Mientras paseaba mi pequeña indignación cotidiana, muy merecida por otra parte, porque la libertad hay que ganársela en el campo de batalla, soy informado de la puesta de huevo olímpica, que se ha ido para el país del sol naciente.
Decepción y caras largas en el informativo repetido que veo mientras como. Ayer, mis interlocutores me hablan de improvisación. Hoy, de la excesiva austeridad. Pero si hay algo claro es que los ganadores son los que están, cada cuatro años, dando tumbos por el mundo en hoteles estrellados luchando por una cosa que sí, que será muy bonita, pero que no deja de ser un negocio.
Porque, al menos, en las democracias de vez en cuando expresamos nuestra opinión, aunque luego los elegidos se pasen por el arco del triunfo la voluntad o sentido de sus votantes. En cambio, esos señores están ahí quizá por algún mérito deportivo o por un mérito no deportivo. Pero están ahí, sin que se les conozca trabajo o alguna otra ocupación desinteresada o gratuita.

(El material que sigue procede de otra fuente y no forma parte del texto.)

use std::sync::{Mutex, PoisonError};
use std::time::{Duration, Instant};

/// Monotonic time source for bucket refill.
pub trait Clock: Send + Sync {
    fn now(&self) -> Instant;
}

#[derive(Debug, Default, Clone, Copy)]
pub struct SystemClock;

impl Clock for SystemClock {
    fn now(&self) -> Instant {
        Instant::now()
    }
}

/// Hand-driven clock. Starts at construction time and only moves when told.
#[derive(Debug)]
pub struct ManualClock {
    origin: Instant,
    offset: Mutex<Duration>,
}

impl ManualClock {
    pub fn new() -> Self {
        Self {
            origin: Instant::now(),
            offset: Mutex::new(Duration::ZERO),
        }
    }

    pub fn advance(&self, by: Duration) {
        let mut off = self.offset.lock().unwrap_or_else(PoisonError::into_inner);
        *off += by;
    }

    /// Move the clock backwards (saturating at the origin).
    pub fn rewind(&self, by: Duration) {
        let mut off = self.offset.lock().unwrap_or_else(PoisonError::into_inner);
        *off = off.saturating_sub(by);
    }
}

impl Default for ManualClock {
    fn default() -> Self {
        Self::new()
    }
}

impl Clock for ManualClock {
    fn now(&self) -> Instant {
        let off = *self.offset.lock().unwrap_or_else(PoisonError::into_inner);
        self.origin + off
    }
}
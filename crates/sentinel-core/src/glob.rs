//! Anchored wildcard matching for action, path, and user patterns.
//!
//! `*` is the only metacharacter and expands to zero or more characters.
//! Every other character (including `.`, `+`, `?`, `[`) matches itself, so
//! user-supplied patterns can never smuggle in regex syntax. Patterns are
//! anchored at both ends.

use std::fmt;

use serde::{Deserialize, Serialize};

use crate::error::{Result, SentinelError};

const WILDCARD: char = '*';

/// Compiled wildcard pattern.
#[derive(Debug, Clone, PartialEq, Eq, Serialize, Deserialize)]
#[serde(try_from = "String", into = "String")]
pub struct Glob {
    raw: String,
    // Literal runs between wildcards; a pattern without `*` has exactly one.
    parts: Vec<String>,
}

impl Glob {
    /// Compile a pattern. Empty patterns are rejected (they would only match
    /// the empty string, which is never a meaningful action or path).
    pub fn new(pattern: &str) -> Result<Self> {
        if pattern.is_empty() {
            return Err(SentinelError::InvalidPolicy("empty pattern".into()));
        }
        let parts = pattern.split(WILDCARD).map(str::to_string).collect();
        Ok(Self {
            raw: pattern.to_string(),
            parts,
        })
    }

    /// Pattern matching every string.
    pub fn any() -> Self {
        Self {
            raw: WILDCARD.to_string(),
            parts: vec![String::new(), String::new()],
        }
    }

    pub fn as_str(&self) -> &str {
        &self.raw
    }

    /// True when the pattern contains no wildcard.
    pub fn is_literal(&self) -> bool {
        self.parts.len() == 1
    }

    /// Full-string match.
    pub fn matches(&self, text: &str) -> bool {
        let (first, rest) = match self.parts.split_first() {
            Some(v) => v,
            None => return false,
        };
        let Some((last, middle)) = rest.split_last() else {
            return text == first;
        };

        if text.len() < first.len() + last.len() {
            return false;
        }
        if !text.starts_with(first.as_str()) || !text.ends_with(last.as_str()) {
            return false;
        }

        // Greedy leftmost placement of the inner literals is sufficient
        // because every gap between them is a wildcard.
        let mut window = &text[first.len()..text.len() - last.len()];
        for part in middle {
            if part.is_empty() {
                continue;
            }
            match window.find(part.as_str()) {
                Some(at) => window = &window[at + part.len()..],
                None => return false,
            }
        }
        true
    }
}

impl fmt::Display for Glob {
    fn fmt(&self, f: &mut fmt::Formatter<'_>) -> fmt::Result {
        f.write_str(&self.raw)
    }
}

impl TryFrom<String> for Glob {
    type Error = SentinelError;

    fn try_from(value: String) -> Result<Self> {
        Glob::new(&value)
    }
}

impl From<Glob> for String {
    fn from(value: Glob) -> Self {
        value.raw
    }
}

Por otro lado, nuestra diplomacia ha quedado como lo que es, como una pardilla. No puede ser que el día de antes te garanticen 50 votos y luego, a la hora de la verdad, te voten la mitad o menos. También es cierto que habría que preguntarse que a cuánto está el kilo de comisario olímpico, porque si algo tiene bueno este mundo es que todo tiene un precio.
En resumidas cuentas, que nos hemos quedado sin olimpiadas. Dichoso el dinero que a casa vuelve.